MATERIAL FOR THE TASK:
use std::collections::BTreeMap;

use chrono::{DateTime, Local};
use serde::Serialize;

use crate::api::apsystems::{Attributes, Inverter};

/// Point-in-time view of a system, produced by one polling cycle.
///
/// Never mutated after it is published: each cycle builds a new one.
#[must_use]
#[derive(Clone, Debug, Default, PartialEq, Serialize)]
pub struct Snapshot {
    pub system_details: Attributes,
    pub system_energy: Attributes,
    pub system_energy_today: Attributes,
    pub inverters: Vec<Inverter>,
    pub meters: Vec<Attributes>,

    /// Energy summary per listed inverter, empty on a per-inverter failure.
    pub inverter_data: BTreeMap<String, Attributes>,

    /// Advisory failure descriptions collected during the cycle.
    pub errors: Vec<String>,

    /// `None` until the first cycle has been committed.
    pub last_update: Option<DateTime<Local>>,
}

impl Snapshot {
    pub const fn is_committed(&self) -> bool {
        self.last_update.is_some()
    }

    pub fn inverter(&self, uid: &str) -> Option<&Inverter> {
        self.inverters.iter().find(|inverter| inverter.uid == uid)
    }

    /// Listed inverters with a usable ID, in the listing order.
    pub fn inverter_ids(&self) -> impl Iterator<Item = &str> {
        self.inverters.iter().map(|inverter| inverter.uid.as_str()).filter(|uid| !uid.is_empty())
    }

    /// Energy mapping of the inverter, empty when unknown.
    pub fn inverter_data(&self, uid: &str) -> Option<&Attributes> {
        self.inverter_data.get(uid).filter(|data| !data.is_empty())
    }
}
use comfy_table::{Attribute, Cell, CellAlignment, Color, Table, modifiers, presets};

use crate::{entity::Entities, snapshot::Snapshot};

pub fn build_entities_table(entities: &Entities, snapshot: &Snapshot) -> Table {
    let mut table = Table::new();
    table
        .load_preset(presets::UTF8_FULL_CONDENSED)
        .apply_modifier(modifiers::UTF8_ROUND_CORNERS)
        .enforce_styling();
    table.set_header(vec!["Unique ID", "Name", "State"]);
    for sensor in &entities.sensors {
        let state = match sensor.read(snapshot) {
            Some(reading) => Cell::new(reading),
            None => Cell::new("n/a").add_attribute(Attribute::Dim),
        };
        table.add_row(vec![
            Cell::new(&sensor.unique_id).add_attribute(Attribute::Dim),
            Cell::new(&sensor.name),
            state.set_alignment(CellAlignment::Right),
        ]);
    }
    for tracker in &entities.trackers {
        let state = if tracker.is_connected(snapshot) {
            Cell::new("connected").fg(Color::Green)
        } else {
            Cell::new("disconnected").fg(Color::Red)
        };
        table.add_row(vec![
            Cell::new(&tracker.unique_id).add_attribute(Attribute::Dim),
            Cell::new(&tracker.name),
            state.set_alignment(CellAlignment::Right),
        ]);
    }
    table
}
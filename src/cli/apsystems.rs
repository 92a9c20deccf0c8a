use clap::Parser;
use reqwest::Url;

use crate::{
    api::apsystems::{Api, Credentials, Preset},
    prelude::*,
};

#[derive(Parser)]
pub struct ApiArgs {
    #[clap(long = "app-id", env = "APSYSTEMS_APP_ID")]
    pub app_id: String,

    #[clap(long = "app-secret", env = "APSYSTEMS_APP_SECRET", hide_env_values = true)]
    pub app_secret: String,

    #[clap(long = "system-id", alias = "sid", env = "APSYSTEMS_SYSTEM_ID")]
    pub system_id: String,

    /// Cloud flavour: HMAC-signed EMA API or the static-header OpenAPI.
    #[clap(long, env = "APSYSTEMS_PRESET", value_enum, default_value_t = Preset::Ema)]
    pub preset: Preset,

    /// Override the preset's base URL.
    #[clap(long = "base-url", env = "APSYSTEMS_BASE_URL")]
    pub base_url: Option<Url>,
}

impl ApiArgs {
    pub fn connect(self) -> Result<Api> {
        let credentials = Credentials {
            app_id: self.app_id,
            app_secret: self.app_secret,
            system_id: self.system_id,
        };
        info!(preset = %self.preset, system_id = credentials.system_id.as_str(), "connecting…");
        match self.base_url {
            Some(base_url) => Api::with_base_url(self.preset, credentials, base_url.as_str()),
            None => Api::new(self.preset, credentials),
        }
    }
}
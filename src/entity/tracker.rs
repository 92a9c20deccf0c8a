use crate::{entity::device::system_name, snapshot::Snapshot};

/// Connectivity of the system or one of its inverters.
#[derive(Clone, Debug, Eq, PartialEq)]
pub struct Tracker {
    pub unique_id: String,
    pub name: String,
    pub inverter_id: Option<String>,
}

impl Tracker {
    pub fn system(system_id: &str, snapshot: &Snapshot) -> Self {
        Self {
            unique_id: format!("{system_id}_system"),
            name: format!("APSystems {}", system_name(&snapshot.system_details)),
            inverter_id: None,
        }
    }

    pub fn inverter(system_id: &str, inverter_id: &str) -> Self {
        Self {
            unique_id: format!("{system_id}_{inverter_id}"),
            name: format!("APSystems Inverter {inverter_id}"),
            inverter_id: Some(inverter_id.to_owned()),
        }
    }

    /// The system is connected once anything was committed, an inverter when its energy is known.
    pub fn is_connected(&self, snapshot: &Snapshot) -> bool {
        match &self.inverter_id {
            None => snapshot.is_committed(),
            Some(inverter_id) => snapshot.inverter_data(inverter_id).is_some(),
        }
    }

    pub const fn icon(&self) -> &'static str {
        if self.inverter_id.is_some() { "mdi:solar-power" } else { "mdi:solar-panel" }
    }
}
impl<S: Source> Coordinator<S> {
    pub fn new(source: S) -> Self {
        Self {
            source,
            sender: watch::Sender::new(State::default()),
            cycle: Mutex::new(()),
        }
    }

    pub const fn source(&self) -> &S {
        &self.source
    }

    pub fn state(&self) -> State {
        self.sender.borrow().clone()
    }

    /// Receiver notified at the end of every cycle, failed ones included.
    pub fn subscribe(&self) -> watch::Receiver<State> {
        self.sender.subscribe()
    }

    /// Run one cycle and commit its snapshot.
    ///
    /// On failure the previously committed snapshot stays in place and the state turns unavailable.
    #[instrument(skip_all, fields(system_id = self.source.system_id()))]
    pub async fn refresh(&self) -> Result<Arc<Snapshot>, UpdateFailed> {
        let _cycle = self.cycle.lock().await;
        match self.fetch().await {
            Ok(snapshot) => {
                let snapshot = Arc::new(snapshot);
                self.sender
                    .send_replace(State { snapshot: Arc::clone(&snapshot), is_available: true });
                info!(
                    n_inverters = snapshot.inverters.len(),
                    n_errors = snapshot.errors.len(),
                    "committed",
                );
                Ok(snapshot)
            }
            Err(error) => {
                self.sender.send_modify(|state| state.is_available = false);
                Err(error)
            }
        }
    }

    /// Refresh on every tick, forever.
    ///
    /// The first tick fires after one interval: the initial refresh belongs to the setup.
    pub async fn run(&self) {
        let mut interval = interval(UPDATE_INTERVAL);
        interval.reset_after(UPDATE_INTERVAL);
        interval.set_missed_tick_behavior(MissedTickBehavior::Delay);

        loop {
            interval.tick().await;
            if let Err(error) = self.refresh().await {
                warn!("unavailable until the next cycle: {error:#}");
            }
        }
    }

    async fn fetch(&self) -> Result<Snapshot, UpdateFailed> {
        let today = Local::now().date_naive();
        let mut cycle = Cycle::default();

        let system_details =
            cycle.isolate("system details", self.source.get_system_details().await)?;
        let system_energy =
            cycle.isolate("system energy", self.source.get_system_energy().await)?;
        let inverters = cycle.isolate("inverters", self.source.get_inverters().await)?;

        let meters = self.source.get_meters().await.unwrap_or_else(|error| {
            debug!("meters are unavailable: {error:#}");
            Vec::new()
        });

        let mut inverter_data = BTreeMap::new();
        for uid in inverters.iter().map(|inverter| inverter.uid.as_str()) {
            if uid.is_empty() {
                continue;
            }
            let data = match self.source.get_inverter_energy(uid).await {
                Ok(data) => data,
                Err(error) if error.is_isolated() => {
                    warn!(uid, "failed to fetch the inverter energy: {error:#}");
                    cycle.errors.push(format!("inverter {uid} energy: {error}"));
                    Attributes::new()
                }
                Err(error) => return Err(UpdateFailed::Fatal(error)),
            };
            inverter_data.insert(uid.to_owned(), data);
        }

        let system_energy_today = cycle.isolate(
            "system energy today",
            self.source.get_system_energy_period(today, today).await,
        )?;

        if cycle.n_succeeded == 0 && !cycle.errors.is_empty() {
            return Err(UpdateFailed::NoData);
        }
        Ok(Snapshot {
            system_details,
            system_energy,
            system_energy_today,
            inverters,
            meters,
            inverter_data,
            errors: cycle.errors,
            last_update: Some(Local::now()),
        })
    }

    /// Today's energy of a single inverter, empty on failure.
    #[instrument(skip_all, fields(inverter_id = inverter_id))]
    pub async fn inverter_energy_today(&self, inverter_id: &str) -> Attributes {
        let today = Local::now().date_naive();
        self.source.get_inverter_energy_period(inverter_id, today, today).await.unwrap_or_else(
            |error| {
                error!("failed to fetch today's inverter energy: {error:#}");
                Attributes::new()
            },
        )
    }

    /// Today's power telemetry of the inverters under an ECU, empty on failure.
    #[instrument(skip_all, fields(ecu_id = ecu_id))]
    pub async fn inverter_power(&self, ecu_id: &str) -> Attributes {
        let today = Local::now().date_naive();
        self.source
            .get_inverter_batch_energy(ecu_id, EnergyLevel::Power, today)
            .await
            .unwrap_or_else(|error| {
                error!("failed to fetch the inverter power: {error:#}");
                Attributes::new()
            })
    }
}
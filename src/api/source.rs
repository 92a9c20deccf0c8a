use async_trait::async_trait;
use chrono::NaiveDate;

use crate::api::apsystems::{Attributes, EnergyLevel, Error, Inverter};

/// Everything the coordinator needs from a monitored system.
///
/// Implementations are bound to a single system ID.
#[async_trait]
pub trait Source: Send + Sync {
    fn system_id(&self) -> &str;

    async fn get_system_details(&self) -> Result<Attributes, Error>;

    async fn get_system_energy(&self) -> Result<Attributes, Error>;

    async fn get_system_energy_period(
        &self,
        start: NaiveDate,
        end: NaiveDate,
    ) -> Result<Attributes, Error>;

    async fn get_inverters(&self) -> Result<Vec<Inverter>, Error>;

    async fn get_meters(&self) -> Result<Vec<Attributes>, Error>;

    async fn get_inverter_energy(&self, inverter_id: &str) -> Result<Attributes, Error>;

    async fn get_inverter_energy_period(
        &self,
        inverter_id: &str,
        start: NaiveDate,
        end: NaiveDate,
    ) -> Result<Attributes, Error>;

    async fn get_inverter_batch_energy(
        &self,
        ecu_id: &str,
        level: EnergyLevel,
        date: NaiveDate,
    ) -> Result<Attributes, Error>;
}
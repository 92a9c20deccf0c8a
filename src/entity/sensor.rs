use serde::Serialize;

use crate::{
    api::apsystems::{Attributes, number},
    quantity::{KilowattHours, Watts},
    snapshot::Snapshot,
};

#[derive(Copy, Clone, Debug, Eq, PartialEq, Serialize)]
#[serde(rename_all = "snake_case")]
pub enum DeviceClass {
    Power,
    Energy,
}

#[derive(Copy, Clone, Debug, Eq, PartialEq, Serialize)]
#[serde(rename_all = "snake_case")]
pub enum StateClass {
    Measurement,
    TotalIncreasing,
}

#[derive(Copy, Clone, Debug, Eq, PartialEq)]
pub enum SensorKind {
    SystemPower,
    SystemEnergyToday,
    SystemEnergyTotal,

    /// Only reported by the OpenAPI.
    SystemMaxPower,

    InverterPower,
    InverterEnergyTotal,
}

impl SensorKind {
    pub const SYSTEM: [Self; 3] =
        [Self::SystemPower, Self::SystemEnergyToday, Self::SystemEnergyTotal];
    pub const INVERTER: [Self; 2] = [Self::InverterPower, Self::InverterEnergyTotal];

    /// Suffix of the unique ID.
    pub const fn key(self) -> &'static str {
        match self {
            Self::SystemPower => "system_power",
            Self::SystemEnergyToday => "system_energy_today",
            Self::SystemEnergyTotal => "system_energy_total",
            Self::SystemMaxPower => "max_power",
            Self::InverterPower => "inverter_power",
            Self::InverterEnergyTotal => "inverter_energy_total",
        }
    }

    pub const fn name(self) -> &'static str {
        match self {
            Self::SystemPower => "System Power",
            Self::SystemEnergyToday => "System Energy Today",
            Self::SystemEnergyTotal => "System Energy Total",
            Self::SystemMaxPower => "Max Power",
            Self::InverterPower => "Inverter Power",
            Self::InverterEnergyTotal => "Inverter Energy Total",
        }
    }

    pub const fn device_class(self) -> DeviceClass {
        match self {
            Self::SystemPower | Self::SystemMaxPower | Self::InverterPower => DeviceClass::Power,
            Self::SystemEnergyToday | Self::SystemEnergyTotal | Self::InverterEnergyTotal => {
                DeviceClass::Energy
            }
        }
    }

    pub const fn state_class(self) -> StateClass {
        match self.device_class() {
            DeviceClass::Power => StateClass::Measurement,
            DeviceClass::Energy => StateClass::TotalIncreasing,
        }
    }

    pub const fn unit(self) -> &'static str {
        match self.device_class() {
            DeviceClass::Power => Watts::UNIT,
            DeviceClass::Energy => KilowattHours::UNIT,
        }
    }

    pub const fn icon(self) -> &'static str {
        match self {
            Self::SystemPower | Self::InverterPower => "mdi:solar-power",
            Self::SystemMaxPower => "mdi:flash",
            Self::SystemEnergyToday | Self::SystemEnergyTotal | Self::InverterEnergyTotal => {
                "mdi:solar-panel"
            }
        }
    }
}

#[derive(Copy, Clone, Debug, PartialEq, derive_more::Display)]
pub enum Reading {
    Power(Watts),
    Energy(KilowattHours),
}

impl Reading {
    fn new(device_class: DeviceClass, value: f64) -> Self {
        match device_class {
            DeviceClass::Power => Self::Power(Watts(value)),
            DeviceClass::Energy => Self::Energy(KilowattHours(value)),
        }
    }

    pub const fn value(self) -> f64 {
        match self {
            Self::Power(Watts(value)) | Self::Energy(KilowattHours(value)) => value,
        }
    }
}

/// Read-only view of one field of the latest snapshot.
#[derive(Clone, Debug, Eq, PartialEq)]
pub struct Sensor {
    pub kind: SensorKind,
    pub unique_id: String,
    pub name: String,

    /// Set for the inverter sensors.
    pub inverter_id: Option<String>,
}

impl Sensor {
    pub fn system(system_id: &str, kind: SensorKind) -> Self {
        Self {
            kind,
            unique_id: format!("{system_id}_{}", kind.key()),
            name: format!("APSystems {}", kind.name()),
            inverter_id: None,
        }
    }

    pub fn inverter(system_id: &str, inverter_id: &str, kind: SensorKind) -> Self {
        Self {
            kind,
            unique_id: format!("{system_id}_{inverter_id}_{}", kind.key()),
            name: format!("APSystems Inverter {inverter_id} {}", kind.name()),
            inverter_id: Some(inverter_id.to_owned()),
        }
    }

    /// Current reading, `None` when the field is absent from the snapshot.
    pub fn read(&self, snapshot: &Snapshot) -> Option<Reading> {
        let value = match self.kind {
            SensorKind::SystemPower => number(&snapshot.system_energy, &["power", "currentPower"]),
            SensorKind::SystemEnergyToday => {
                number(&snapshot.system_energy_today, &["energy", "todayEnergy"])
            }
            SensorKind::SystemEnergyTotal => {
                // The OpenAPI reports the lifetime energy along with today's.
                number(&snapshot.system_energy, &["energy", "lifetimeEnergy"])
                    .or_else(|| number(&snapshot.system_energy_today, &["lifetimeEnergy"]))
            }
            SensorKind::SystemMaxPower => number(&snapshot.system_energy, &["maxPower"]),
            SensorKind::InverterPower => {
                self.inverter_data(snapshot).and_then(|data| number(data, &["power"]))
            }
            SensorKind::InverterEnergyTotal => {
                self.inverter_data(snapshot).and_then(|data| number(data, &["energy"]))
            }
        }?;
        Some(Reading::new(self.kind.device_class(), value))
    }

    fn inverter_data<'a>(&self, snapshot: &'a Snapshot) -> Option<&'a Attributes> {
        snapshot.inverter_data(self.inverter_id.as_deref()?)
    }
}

TASK DETAILS: Your answer should be every line above that contains the word "Result".

EXERCISE ANSWER:
    pub fn connect(self) -> Result<Api> {
    pub async fn refresh(&self) -> Result<Arc<Snapshot>, UpdateFailed> {
    async fn fetch(&self) -> Result<Snapshot, UpdateFailed> {
    async fn get_system_details(&self) -> Result<Attributes, Error>;
    async fn get_system_energy(&self) -> Result<Attributes, Error>;
    ) -> Result<Attributes, Error>;
    async fn get_inverters(&self) -> Result<Vec<Inverter>, Error>;
    async fn get_meters(&self) -> Result<Vec<Attributes>, Error>;
    async fn get_inverter_energy(&self, inverter_id: &str) -> Result<Attributes, Error>;
    ) -> Result<Attributes, Error>;
    ) -> Result<Attributes, Error>;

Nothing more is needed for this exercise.